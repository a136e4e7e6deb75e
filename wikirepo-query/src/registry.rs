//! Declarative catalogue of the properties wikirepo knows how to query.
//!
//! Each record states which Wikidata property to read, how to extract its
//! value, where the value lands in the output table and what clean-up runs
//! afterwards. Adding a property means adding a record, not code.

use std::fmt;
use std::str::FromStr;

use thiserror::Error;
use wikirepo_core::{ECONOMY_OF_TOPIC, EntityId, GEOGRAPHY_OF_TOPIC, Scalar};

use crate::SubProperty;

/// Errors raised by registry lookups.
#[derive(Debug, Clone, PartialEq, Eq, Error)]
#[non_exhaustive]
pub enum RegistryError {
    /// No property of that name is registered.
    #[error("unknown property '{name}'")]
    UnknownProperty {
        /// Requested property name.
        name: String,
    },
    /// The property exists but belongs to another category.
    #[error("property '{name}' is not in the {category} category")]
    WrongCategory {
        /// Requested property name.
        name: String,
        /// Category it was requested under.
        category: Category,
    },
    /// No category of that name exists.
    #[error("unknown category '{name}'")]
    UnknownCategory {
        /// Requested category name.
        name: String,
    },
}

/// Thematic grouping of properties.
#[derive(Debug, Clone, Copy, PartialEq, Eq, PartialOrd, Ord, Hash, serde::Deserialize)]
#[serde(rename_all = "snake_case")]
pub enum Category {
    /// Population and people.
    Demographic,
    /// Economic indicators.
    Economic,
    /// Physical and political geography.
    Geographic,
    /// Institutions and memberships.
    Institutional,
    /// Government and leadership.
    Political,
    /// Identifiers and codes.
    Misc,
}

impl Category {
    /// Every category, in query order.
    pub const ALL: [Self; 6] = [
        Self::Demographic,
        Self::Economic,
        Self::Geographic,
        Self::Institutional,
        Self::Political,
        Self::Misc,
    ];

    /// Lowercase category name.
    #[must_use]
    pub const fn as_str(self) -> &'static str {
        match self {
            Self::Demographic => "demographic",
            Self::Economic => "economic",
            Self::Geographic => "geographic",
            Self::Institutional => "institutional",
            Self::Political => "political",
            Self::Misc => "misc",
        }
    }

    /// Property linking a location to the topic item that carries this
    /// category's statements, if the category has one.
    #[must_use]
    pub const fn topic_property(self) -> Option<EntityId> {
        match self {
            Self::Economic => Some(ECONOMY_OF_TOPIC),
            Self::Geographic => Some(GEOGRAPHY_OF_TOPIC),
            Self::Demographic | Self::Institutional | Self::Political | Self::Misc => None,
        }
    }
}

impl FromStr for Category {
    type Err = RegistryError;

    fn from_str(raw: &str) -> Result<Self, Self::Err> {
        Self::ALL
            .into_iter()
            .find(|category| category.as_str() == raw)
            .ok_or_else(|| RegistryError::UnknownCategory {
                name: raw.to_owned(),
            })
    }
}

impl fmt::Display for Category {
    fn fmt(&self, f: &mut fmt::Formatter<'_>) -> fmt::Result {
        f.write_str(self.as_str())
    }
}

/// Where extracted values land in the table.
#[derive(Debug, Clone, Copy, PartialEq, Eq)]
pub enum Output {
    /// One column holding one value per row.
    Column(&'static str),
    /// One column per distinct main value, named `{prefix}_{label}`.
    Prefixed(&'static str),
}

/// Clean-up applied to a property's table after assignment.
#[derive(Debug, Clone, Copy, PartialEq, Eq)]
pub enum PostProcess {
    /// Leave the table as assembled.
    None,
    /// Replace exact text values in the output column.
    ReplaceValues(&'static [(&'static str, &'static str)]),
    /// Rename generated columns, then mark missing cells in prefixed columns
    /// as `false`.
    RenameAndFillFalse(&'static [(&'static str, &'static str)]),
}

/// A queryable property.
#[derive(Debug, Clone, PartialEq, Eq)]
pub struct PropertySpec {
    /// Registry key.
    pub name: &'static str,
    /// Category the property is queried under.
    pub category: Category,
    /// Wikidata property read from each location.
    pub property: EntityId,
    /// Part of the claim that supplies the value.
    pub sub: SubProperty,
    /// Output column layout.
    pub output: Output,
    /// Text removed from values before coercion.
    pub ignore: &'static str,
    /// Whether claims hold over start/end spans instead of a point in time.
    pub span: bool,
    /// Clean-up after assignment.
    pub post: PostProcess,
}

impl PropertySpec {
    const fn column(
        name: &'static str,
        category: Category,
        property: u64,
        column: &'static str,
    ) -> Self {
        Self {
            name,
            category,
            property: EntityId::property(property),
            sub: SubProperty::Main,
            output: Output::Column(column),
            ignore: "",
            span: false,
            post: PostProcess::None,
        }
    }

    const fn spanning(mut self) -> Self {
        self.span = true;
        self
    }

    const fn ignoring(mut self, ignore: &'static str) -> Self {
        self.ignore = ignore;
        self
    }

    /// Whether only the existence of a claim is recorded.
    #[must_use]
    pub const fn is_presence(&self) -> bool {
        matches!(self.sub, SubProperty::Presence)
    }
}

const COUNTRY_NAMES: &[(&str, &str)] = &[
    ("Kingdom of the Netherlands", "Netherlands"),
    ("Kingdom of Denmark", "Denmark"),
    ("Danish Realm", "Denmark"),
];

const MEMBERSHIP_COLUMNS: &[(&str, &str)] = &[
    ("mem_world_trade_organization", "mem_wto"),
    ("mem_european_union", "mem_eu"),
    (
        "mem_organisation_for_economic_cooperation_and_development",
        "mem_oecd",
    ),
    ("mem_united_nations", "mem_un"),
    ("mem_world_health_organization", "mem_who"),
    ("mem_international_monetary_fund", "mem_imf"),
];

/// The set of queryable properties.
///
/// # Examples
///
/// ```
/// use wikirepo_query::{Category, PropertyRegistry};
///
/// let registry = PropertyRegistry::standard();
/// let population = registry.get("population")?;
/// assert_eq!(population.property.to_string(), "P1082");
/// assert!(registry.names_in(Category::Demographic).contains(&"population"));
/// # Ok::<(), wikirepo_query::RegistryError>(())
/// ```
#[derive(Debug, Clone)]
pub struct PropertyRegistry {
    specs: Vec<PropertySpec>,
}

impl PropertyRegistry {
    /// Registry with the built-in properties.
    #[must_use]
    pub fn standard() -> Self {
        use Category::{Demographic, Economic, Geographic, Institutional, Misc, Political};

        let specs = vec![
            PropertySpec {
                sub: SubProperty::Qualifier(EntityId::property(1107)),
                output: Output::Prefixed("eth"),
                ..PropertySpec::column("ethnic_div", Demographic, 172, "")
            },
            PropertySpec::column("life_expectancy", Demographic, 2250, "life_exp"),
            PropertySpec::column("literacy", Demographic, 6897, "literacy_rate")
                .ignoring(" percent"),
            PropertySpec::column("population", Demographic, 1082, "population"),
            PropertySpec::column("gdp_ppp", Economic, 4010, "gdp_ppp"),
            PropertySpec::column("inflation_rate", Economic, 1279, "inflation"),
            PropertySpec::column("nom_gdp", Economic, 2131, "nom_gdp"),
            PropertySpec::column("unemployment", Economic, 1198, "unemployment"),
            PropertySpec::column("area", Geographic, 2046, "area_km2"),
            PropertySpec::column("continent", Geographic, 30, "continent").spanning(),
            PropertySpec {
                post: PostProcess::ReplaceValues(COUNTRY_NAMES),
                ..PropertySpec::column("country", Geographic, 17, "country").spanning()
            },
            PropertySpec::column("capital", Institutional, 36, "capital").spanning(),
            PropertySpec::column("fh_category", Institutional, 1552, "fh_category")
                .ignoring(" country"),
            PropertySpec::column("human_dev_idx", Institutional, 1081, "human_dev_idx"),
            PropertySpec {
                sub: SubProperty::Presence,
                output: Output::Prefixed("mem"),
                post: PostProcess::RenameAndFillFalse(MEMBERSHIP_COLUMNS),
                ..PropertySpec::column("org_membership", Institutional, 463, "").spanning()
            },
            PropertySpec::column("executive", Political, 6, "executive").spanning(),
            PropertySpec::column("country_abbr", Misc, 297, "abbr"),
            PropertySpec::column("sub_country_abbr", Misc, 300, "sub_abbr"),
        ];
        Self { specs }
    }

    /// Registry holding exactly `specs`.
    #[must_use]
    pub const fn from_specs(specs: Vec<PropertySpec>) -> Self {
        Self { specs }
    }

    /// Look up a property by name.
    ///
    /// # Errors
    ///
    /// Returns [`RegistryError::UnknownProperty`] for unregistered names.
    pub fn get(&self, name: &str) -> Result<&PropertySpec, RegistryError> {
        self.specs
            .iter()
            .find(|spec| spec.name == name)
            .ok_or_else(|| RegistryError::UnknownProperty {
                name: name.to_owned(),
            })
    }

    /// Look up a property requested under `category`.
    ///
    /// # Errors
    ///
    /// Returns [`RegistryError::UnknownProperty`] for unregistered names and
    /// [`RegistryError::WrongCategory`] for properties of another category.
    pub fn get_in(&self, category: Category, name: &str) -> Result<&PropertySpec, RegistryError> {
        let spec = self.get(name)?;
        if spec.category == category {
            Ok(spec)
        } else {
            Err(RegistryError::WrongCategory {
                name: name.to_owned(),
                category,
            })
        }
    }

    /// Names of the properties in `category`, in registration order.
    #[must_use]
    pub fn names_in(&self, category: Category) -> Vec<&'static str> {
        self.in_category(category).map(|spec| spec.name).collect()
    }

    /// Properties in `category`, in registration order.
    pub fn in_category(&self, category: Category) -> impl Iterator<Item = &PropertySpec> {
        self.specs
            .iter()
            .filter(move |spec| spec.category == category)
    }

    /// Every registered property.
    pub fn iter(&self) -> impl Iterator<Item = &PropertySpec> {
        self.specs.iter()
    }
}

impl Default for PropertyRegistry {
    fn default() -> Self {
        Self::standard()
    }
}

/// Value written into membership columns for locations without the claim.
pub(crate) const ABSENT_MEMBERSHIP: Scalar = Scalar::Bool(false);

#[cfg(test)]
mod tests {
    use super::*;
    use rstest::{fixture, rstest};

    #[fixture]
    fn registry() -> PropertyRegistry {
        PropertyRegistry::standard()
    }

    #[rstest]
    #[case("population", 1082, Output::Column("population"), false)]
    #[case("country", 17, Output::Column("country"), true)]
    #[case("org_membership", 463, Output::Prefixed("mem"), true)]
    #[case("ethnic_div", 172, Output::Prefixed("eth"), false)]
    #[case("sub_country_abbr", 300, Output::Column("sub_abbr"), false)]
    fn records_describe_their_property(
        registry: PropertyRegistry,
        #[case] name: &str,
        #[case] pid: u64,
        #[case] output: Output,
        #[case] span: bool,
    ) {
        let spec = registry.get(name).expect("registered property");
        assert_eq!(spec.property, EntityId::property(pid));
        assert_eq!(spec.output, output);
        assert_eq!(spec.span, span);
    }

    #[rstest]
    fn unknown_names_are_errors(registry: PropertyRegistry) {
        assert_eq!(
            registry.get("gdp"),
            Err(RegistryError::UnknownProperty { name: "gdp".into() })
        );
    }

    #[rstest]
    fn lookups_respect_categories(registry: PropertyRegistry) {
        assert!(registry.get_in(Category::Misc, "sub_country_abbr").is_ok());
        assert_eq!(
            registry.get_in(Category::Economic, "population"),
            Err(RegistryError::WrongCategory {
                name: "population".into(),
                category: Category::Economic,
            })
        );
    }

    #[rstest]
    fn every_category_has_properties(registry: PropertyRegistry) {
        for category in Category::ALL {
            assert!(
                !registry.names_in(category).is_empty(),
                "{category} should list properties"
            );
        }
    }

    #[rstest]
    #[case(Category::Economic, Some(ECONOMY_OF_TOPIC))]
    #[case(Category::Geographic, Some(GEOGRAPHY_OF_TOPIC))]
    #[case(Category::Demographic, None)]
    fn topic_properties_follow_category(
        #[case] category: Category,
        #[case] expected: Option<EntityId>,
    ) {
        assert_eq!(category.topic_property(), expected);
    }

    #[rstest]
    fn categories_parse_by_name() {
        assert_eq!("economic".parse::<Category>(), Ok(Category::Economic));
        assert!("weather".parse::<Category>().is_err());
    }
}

•••••

Your instructions: The task calls for every line of the material that contains the string "true".

Solution:
        self.span = true;
    #[case("country", 17, Output::Column("country"), true)]
    #[case("org_membership", 463, Output::Prefixed("mem"), true)]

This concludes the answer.